JCPenney filed for bankruptcy on Friday, the latest retail giant to see its downfall hastened by the coronavirus crisis. The pandemic was the final blow to a 118-year-old company struggling to overcome a decade of bad decisions, executive instability and damaging market trends.
The company said it has an agreement with most of its lenders on the turnaround plan that will allow it to stay in business as a more financially healthy company, but will include closing a yet unannounced number of its 846 stores. It as part of the turnaround process it had arranged to borrow an additional $450 million from those lenders to pay for operations during the reorganization.

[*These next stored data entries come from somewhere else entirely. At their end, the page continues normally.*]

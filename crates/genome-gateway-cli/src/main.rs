//! Genome Gateway CLI - validate genomic locations from the command line.

mod backend;
mod cli;
mod commands;
mod logging;

use clap::Parser;
use cli::{Cli, Commands};

#[tokio::main]
async fn main() {
    let cli = Cli::parse();

    if let Err(e) = logging::init_tracing(cli.log_filter()) {
        eprintln!("Error: {}", e);
        std::process::exit(1);
    }

    let options = cli.backend_options();

    let result = match cli.command {
        Commands::Validate {
            location,
            genome,
            json,
        } => commands::validate::run(location, genome, json, options).await,

        Commands::Describe {
            region,
            genome,
            json,
        } => commands::describe::run(region, genome, json, options).await,

        Commands::Batch { file, genome, json } => {
            commands::batch::run(file, genome, json, options, cli.verbose).await
        }
    };

    match result {
        Ok(status) => std::process::exit(status.exit_code()),
        Err(e) => {
            eprintln!("Error: {}", e);
            std::process::exit(1);
        }
    }
}
//! Metadata backend trait and types.

use std::future::Future;
use std::sync::Arc;

use serde::{Deserialize, Serialize};

use crate::error::Result;

/// What the backend knows about one named region of a genome.
#[derive(Debug, Clone, Copy, PartialEq, Eq, Serialize, Deserialize)]
pub struct RegionDescriptor {
    /// Whether the region exists in the genome.
    pub exists: bool,
    /// Region length in bases (0 when the region does not exist).
    pub length: u64,
    /// Whether the region is a whole chromosome.
    pub is_chromosomal: bool,
}

impl RegionDescriptor {
    /// Descriptor for an existing region.
    pub fn found(length: u64, is_chromosomal: bool) -> Self {
        Self {
            exists: true,
            length,
            is_chromosomal,
        }
    }

    /// Descriptor for a region the backend does not know.
    pub fn missing() -> Self {
        Self {
            exists: false,
            length: 0,
            is_chromosomal: false,
        }
    }

    /// Kind of the region, if it exists.
    pub fn kind(&self) -> Option<RegionKind> {
        self.exists.then(|| RegionKind::from_chromosomal(self.is_chromosomal))
    }
}

/// Whether an existing region is a whole chromosome or another fragment.
#[derive(Debug, Clone, Copy, PartialEq, Eq, Hash, Serialize, Deserialize)]
#[serde(rename_all = "kebab-case")]
pub enum RegionKind {
    Chromosome,
    NonChromosome,
}

impl RegionKind {
    pub fn from_chromosomal(is_chromosomal: bool) -> Self {
        if is_chromosomal {
            RegionKind::Chromosome
        } else {
            RegionKind::NonChromosome
        }
    }

    /// Get a human-readable label.
    pub fn label(&self) -> &'static str {
        match self {
            RegionKind::Chromosome => "chromosome",
            RegionKind::NonChromosome => "non-chromosome",
        }
    }
}

/// Trait for genome metadata backends.
///
/// Implementations must be thread-safe (Send + Sync) so one backend can serve
/// concurrent validations.
pub trait MetadataBackend: Send + Sync {
    /// Describe a named region of a genome.
    ///
    /// An unknown region is reported as `Ok` with `exists == false`. Transport
    /// and protocol failures are reported as `Err`; callers that only need to
    /// know whether the region is usable treat both the same way.
    ///
    /// # Arguments
    /// * `genome_id` - Opaque identifier of the genome assembly
    /// * `region_name` - Name of the region, e.g. `"1"` or `"X"`
    fn describe_region(
        &self,
        genome_id: &str,
        region_name: &str,
    ) -> impl Future<Output = Result<RegionDescriptor>> + Send;

    /// Get the name of this backend (for logging/debugging).
    fn name(&self) -> &str;
}

impl<B: MetadataBackend> MetadataBackend for Arc<B> {
    fn describe_region(
        &self,
        genome_id: &str,
        region_name: &str,
    ) -> impl Future<Output = Result<RegionDescriptor>> + Send {
        (**self).describe_region(genome_id, region_name)
    }

    fn name(&self) -> &str {
        (**self).name()
    }
}

#[cfg(test)]
mod tests {
    use super::*;

    #[test]
    fn test_missing_descriptor_has_no_kind() {
        assert_eq!(RegionDescriptor::missing().kind(), None);
    }

    #[test]
    fn test_found_descriptor_kind() {
        assert_eq!(
            RegionDescriptor::found(2000, true).kind(),
            Some(RegionKind::Chromosome)
        );
        assert_eq!(
            RegionDescriptor::found(2000, false).kind(),
            Some(RegionKind::NonChromosome)
        );
    }

    #[test]
    fn test_region_kind_serializes_kebab_case() {
        let json = serde_json::to_string(&RegionKind::NonChromosome).unwrap();
        assert_eq!(json, "\"non-chromosome\"");
    }
}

The company blamed the Covid-19 pandemic for the need to file bankruptcy.
“Until this pandemic struck, we had made significant progress rebuilding our company under our Plan for Renewal strategy — and our efforts had already begun to pay off,” said CEO Jill Soltau. “Implementing this financial restructuring plan through a court-supervised process is the best path to ensure that JCPenney will build on its over 100-year history to serve our customers for decades to come.”
JCPenney is the fourth national retailer to file for bankruptcy just this month. On May 4, clothing retailer J.Crew filed for bankruptcy, followed by a filing at Neiman Marcus on May 7. On May 10 Stage Stores (SSI) filed for bankruptcy.